Bisnis.com, JAKARTA — Kenaikan biaya tambahan (surcharge) pada layanan transportasi udara dinilai tidak terelakkan bagi jenis pesawat propeller atau baling-baling yang banyak melayani rute penerbangan perintis atau dari/ke daerah terpencil. Kendati demikian, hal tersebut berbeda bagi kenaikan surcharge pada rute penerbangan yang dilayani pesawat jet.
Ketua Asosiasi Pengguna Jasa Penerbangan (APJAPI) Alvin Lie menilai kenaikan surcharge yang cukup signifikan pada KM No.142/2022, yang mulai berlaku 4 Agustus 2022 lalu, wajar terutama bagi pesawat baling-baling.
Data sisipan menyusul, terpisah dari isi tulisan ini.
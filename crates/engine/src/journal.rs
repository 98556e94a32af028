use std::sync::{PoisonError, RwLock};

use chrono::{DateTime, Utc};
use rust_decimal::Decimal;
use serde::{Deserialize, Serialize};
use uuid::Uuid;

use surtido_core::{ArticleId, OfferId, OrderId, SupplierId};
use surtido_purchasing::OrderStatus;

/// A business event the dashboard surfaces (the engine-side half of
/// "log a business event and show a toast").
#[derive(Debug, Clone, PartialEq, Eq, Serialize, Deserialize)]
#[serde(tag = "kind", rename_all = "snake_case")]
pub enum EngineEvent {
    OrderSubmitted {
        order_id: OrderId,
        number: String,
        supplier_id: SupplierId,
        total: Decimal,
    },
    OrderStatusChanged {
        order_id: OrderId,
        number: String,
        from: OrderStatus,
        to: OrderStatus,
    },
    OfferSwapped {
        article_id: ArticleId,
        old_offer: OfferId,
        new_offer: OfferId,
        old_price: Decimal,
        new_price: Decimal,
    },
    InvoiceAttached {
        order_id: OrderId,
        invoice_ref: String,
    },
    OrderReconciled {
        order_id: OrderId,
    },
}

impl EngineEvent {
    /// Stable event name, suitable for filtering and external sinks.
    pub fn event_type(&self) -> &'static str {
        match self {
            EngineEvent::OrderSubmitted { .. } => "purchasing.order.submitted",
            EngineEvent::OrderStatusChanged { .. } => "purchasing.order.status_changed",
            EngineEvent::OfferSwapped { .. } => "purchasing.line.offer_swapped",
            EngineEvent::InvoiceAttached { .. } => "purchasing.order.invoice_attached",
            EngineEvent::OrderReconciled { .. } => "purchasing.order.reconciled",
        }
    }

    /// The order this event belongs to, if any.
    pub fn order_id(&self) -> Option<OrderId> {
        match self {
            EngineEvent::OrderSubmitted { order_id, .. }
            | EngineEvent::OrderStatusChanged { order_id, .. }
            | EngineEvent::InvoiceAttached { order_id, .. }
            | EngineEvent::OrderReconciled { order_id } => Some(*order_id),
            EngineEvent::OfferSwapped { .. } => None,
        }
    }
}

/// One journal record. Treat as an immutable fact.
#[derive(Debug, Clone, PartialEq, Eq, Serialize, Deserialize)]
pub struct JournalEntry {
    pub id: Uuid,
    pub occurred_at: DateTime<Utc>,
    pub event: EngineEvent,
}

/// Append-only in-memory business journal.
///
/// The engine has no background consumers, so events are queried
/// synchronously instead of published on a bus. Entries are never
/// removed.
#[derive(Debug, Default)]
pub struct BusinessJournal {
    entries: RwLock<Vec<JournalEntry>>,
}

impl BusinessJournal {
    pub fn new() -> Self {
        Self::default()
    }

    pub fn append(&self, occurred_at: DateTime<Utc>, event: EngineEvent) {
        tracing::info!(event_type = event.event_type(), "business event");
        let mut entries = self.entries.write().unwrap_or_else(PoisonError::into_inner);
        entries.push(JournalEntry {
            id: Uuid::now_v7(),
            occurred_at,
            event,
        });
    }

    pub fn entries(&self) -> Vec<JournalEntry> {
        self.entries
            .read()
            .unwrap_or_else(PoisonError::into_inner)
            .clone()
    }

    pub fn entries_for_order(&self, order_id: OrderId) -> Vec<JournalEntry> {
        self.entries
            .read()
            .unwrap_or_else(PoisonError::into_inner)
            .iter()
            .filter(|e| e.event.order_id() == Some(order_id))
            .cloned()
            .collect()
    }

    pub fn len(&self) -> usize {
        self.entries
            .read()
            .unwrap_or_else(PoisonError::into_inner)
            .len()
    }

    pub fn is_empty(&self) -> bool {
        self.len() == 0
    }
}
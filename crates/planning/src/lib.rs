//! `surtido-planning` — reorder-point replenishment planning.
//!
//! Scans a catalog snapshot and derives transient reorder [`Suggestion`]s.
//! Pure over its input: the same snapshot always yields the same
//! suggestions in the same (article-code) order.

use rust_decimal::Decimal;
use serde::{Deserialize, Serialize};

use surtido_catalog::Article;
use surtido_core::{ArticleId, OfferId, SupplierId};

/// A derived reorder proposal. Not persisted; discarded once converted
/// into an order line.
#[derive(Debug, Clone, PartialEq, Eq, Serialize, Deserialize)]
pub struct Suggestion {
    pub article_id: ArticleId,
    pub article_code: String,
    pub article_name: String,
    /// Top-up-to-maximum quantity, never negative.
    pub recommended_quantity: i64,
    /// The resolved offer: preferred, else first active in declaration
    /// order.
    pub offer_id: OfferId,
    pub supplier_id: SupplierId,
    pub unit_price: Decimal,
}

/// Outcome of a planning run: suggestions plus the articles that were
/// skipped because they have no orderable supplier offer.
#[derive(Debug, Clone, Default, PartialEq, Eq)]
pub struct PlanReport {
    pub suggestions: Vec<Suggestion>,
    pub skipped: Vec<ArticleId>,
}

/// Plan replenishment over a catalog snapshot.
///
/// An article below its reorder point with no resolvable offer is skipped
/// with a diagnostic; planning continues for the rest of the catalog.
pub fn plan(articles: &[Article]) -> Vec<Suggestion> {
    plan_report(articles).suggestions
}

/// Like [`plan`], but also reports which articles were skipped so the
/// caller can surface the diagnostic.
pub fn plan_report(articles: &[Article]) -> PlanReport {
    let mut report = PlanReport::default();

    for article in articles {
        if !article.needs_replenishment() {
            continue;
        }

        let Some(offer) = article.resolve_offer() else {
            tracing::warn!(
                article = %article.code,
                "article is below its reorder point but has no supplier offer; skipped"
            );
            report.skipped.push(article.id);
            continue;
        };

        report.suggestions.push(Suggestion {
            article_id: article.id,
            article_code: article.code.clone(),
            article_name: article.name.clone(),
            recommended_quantity: article.recommended_quantity(),
            offer_id: offer.id,
            supplier_id: offer.supplier_id,
            unit_price: offer.unit_price,
        });
    }

    tracing::debug!(
        suggestions = report.suggestions.len(),
        skipped = report.skipped.len(),
        scanned = articles.len(),
        "replenishment plan computed"
    );

    report
}
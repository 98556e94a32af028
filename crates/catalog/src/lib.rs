//! `surtido-catalog` — article (SKU) records and the catalog store.
//!
//! Read-mostly: the replenishment subsystem only reads articles. Stock
//! fields change through the explicit receiving/sales hooks on
//! [`CatalogStore`], never through ambient shared state.

pub mod article;
pub mod store;

pub use article::{Article, SupplierOffer};
pub use store::{ArticleFilter, CatalogStore};
//! `surtido-pricing` — pure tax/total computation.
//!
//! The one place line and order money is derived. Intermediate sums keep
//! full decimal precision; rounding to cents happens once, at the final
//! order aggregation. Nothing here errors: callers reject negative input
//! before it reaches these functions.

use rust_decimal::{Decimal, RoundingStrategy};
use serde::{Deserialize, Serialize};

const CENTS: u32 = 2;

fn to_cents(value: Decimal) -> Decimal {
    value.round_dp_with_strategy(CENTS, RoundingStrategy::MidpointAwayFromZero)
}

/// Monetary breakdown of a single line, full precision.
#[derive(Debug, Copy, Clone, PartialEq, Eq, Serialize, Deserialize)]
pub struct LineTotals {
    pub subtotal: Decimal,
    pub tax: Decimal,
    pub surcharge: Decimal,
    pub total: Decimal,
}

impl LineTotals {
    pub const ZERO: LineTotals = LineTotals {
        subtotal: Decimal::ZERO,
        tax: Decimal::ZERO,
        surcharge: Decimal::ZERO,
        total: Decimal::ZERO,
    };

    /// Display form: each field rounded to cents.
    pub fn rounded(&self) -> LineTotals {
        LineTotals {
            subtotal: to_cents(self.subtotal),
            tax: to_cents(self.tax),
            surcharge: to_cents(self.surcharge),
            total: to_cents(self.total),
        }
    }
}

/// Monetary breakdown of a whole order, rounded to cents.
#[derive(Debug, Copy, Clone, PartialEq, Eq, Serialize, Deserialize)]
pub struct OrderTotals {
    pub subtotal: Decimal,
    pub tax: Decimal,
    pub surcharge: Decimal,
    pub total: Decimal,
}

impl OrderTotals {
    pub const ZERO: OrderTotals = OrderTotals {
        subtotal: Decimal::ZERO,
        tax: Decimal::ZERO,
        surcharge: Decimal::ZERO,
        total: Decimal::ZERO,
    };
}

/// Compute one line's money from quantity, tax-exclusive unit price and
/// percentage rates. Full precision; no rounding.
pub fn compute_line(
    quantity: i64,
    unit_price: Decimal,
    tax_rate: Decimal,
    surcharge_rate: Decimal,
) -> LineTotals {
    let subtotal = Decimal::from(quantity) * unit_price;
    let tax = subtotal * tax_rate / Decimal::ONE_HUNDRED;
    let surcharge = subtotal * surcharge_rate / Decimal::ONE_HUNDRED;
    LineTotals {
        subtotal,
        tax,
        surcharge,
        total: subtotal + tax + surcharge,
    }
}

/// Sum line totals into order totals.
///
/// Sums run at full precision; each aggregate field is rounded to cents
/// here and only here.
pub fn compute_order<I>(lines: I) -> OrderTotals
where
    I: IntoIterator<Item = LineTotals>,
{
    let mut subtotal = Decimal::ZERO;
    let mut tax = Decimal::ZERO;
    let mut surcharge = Decimal::ZERO;
    let mut total = Decimal::ZERO;

    for line in lines {
        subtotal += line.subtotal;
        tax += line.tax;
        surcharge += line.surcharge;
        total += line.total;
    }

    OrderTotals {
        subtotal: to_cents(subtotal),
        tax: to_cents(tax),
        surcharge: to_cents(surcharge),
        total: to_cents(total),
    }
}

#[cfg(test)]
mod tests {
    use super::*;

    fn d(s: &str) -> Decimal {
        s.parse().unwrap()
    }

    #[test]
    fn line_breakdown_matches_the_dashboard_example() {
        // 10 units at 10.00, 4 % tax, 0.5 % surcharge.
        let line = compute_line(10, d("10.00"), d("4"), d("0.5"));
        assert_eq!(line.subtotal, d("100.00"));
        assert_eq!(line.tax, d("4.000"));
        assert_eq!(line.surcharge, d("0.5000"));
        assert_eq!(line.total, d("104.5000"));

        let rounded = line.rounded();
        assert_eq!(rounded.tax, d("4.00"));
        assert_eq!(rounded.surcharge, d("0.50"));
        assert_eq!(rounded.total, d("104.50"));
    }

    #[test]
    fn zero_quantity_line_is_all_zero() {
        let line = compute_line(0, d("3.75"), d("21"), d("5.2"));
        assert_eq!(line, LineTotals::ZERO.rounded());
    }

    #[test]
    fn order_totals_sum_lines_then_round_once() {
        // Three lines whose tax is 0.333... each; summed before rounding.
        let lines = vec![compute_line(1, d("3.333"), d("10"), d("0")); 3];
        let order = compute_order(lines);
        assert_eq!(order.subtotal, d("10.00"));
        // 3 * 0.3333 = 0.9999 -> 1.00; rounding each line first would give 0.99.
        assert_eq!(order.tax, d("1.00"));
        assert_eq!(order.surcharge, d("0.00"));
        assert_eq!(order.total, d("11.00"));
    }

    #[test]
    fn empty_order_is_zero() {
        let order = compute_order(std::iter::empty());
        assert_eq!(order, OrderTotals::ZERO);
    }

    #[cfg(test)]
    mod proptest_tests {
        use super::*;
        use proptest::prelude::*;

        fn cents(value: i64) -> Decimal {
            Decimal::new(value, 2)
        }

        proptest! {
            /// total = subtotal + tax + surcharge, exactly, pre-rounding.
            #[test]
            fn line_total_is_the_sum_of_its_parts(
                quantity in 0i64..10_000,
                price_cents in 0i64..1_000_000,
                tax_bp in 0i64..3_000,
                surcharge_bp in 0i64..1_000,
            ) {
                let line = compute_line(
                    quantity,
                    cents(price_cents),
                    Decimal::new(tax_bp, 2),
                    Decimal::new(surcharge_bp, 2),
                );
                prop_assert_eq!(line.total, line.subtotal + line.tax + line.surcharge);
            }

            /// After rounding, the identity still holds within one cent.
            #[test]
            fn rounded_order_total_is_within_one_cent_of_its_parts(
                quantities in proptest::collection::vec(0i64..500, 1..12),
                price_cents in 1i64..100_000,
                tax_bp in 0i64..3_000,
                surcharge_bp in 0i64..1_000,
            ) {
                let lines: Vec<LineTotals> = quantities
                    .iter()
                    .map(|&q| compute_line(
                        q,
                        cents(price_cents),
                        Decimal::new(tax_bp, 2),
                        Decimal::new(surcharge_bp, 2),
                    ))
                    .collect();
                let order = compute_order(lines);
                let drift = (order.total - (order.subtotal + order.tax + order.surcharge)).abs();
                prop_assert!(drift <= Decimal::new(1, 2), "drift {drift} exceeds one cent");
            }

            /// Aggregation is insensitive to line order.
            #[test]
            fn order_totals_are_permutation_invariant(
                quantities in proptest::collection::vec(0i64..500, 2..8),
                price_cents in 1i64..100_000,
            ) {
                let lines: Vec<LineTotals> = quantities
                    .iter()
                    .map(|&q| compute_line(q, cents(price_cents), Decimal::new(2100, 2), Decimal::new(520, 2)))
                    .collect();
                let mut reversed = lines.clone();
                reversed.reverse();
                prop_assert_eq!(compute_order(lines), compute_order(reversed));
            }
        }
    }
}
//! Process-wide tracing/logging setup for surtido binaries and tests.

pub mod tracing_init;

pub use tracing_init::init;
Berdasarkan kebijakan teranyar dari Kementerian Perhubungan (Kemenhub), surcharge bagi pesawat jenis propeller paling tinggi 25 persen dari Tarif Batas Atas (TBA), atau lebih tinggi dari kebijakan sebelumnya yakni 20 persen.
Menurut Alvin, banyak maskapai pesawat baling-baling yang mengalami kesulitan akibat pandemi Covid-19 dan kenaikan harga minyak dunia. Apalagi, biaya operasi dari pesawat propeller tergolong lebih tinggi dibandingkan dengan pesawat jet.
Imbasnya, banyak maskapai disebut memiliki pilihan yang terbatas antara melanggar Tarif Batas Atas (TBA) atau gulung tikar.
"Beberapa maskapai sudah tidak kuat lagi. Bahkan ada beberapa yang nekar melanggar TBA dan fuel surcharge karena tidak bisa bertahan. Jadi pilihannya melanggar atau menghentikan operasi," terangnya, Minggu (7/8/2022).
Baca Juga
Alvin menjelaskan bahwa banyak dari rute penerbangan yang dilayani oleh pesawat propeller hanya dilakukan oleh satu maskapai. Dengan demikian, pilihan bagi para konsumen pun terbatas dan tarif penerbangan rute yang dilayani pesawat propeller dipastikan akan naik.
Di sisi lain, Mantan Anggota Ombudsman RI itu masih mempertanyakan keputusan mengenai menaikkan surcharge bagi pesawat jet yakni dari 10 persen (KM No.68/2022), menjadi 15 persen pada Keputusan Menteri Perhubungan terbaru.
"Rute yang dilayani pesawat jet masih oke. Airlines masih bertahan tapi kenapa justru dinaikkan jadi 15 persen ini yang saya agak kurang paham," tutur Alvin.
Alvin juga menilai kendati adanya ketentuan baru soal biaya fuel surcharge, harga tiket pesawat jet belum tentu akan naik karena persaingan yang ada cukup ketat di antara pemain-pemain maskapai yang ada. Selama ini, lanjutnya, rute-rute yang dilayani oleh pesawat jet sudah kompetitif.
"Pesawat jet belum tentu akan naik [harga tiketnya] karena persaingan cukup ketat. Pemainnya juga itu-itu saja cukup besar ada Garuda dan Lion Group, Sriwijaya, Air Asia, dan Pelita juga sudah mulai masuk jadi persaingan cukup ketat," terangnya.
Pada sisi konsumen, Alvin menilai adaptasi sudah dilakukan. Menurutnya, dengan tren tarif penerbangan yang naik ditambah dengan kenaikan PPN dan tarif Pelayanan Jasa Penumpang Pesawat Udara (PJP2U), masyarakat sudah beradaptasi dengan menggunakan jasa penerbangan jika dibutuhkan saja.
"Bukan hanya harga tiket yang naik, tetapi dengan PJP2U dan PPN yang semakin besar menjadi 11 persen dari harga tiket, jadi total kenaikan harga tiket itu betul-betul terasa oleh konsumen," tutupnya.
Di sisi lain, Plt Direktur Jenderal Perhubungan Udara Kemenhub Nur Isnin Istiartono menghimbau kepada seluruh maskapai yang melayani rute penerbangan berjadwal dalam negeri agar dapat menerapkan tarif penumpang yang lebih terjangkau oleh pengguna jasa penerbangan.
Nur Isnin menyebut dengan memberlakukan tarif penumpang yang terjangkau, tentunya akan menjaga konektivitas antarwilayah di Indonesia dan kontinuitas pelayanan jasa transportasi udara.
"Seperti kita ketahui, bahwa kemampuan daya beli masyarakat belum pulih akibat pandemi Covid-19 namun kebutuhan masyarakat akan transportasi udara tetap harus diperhatikan," jelasnya melalui keterangan resmi.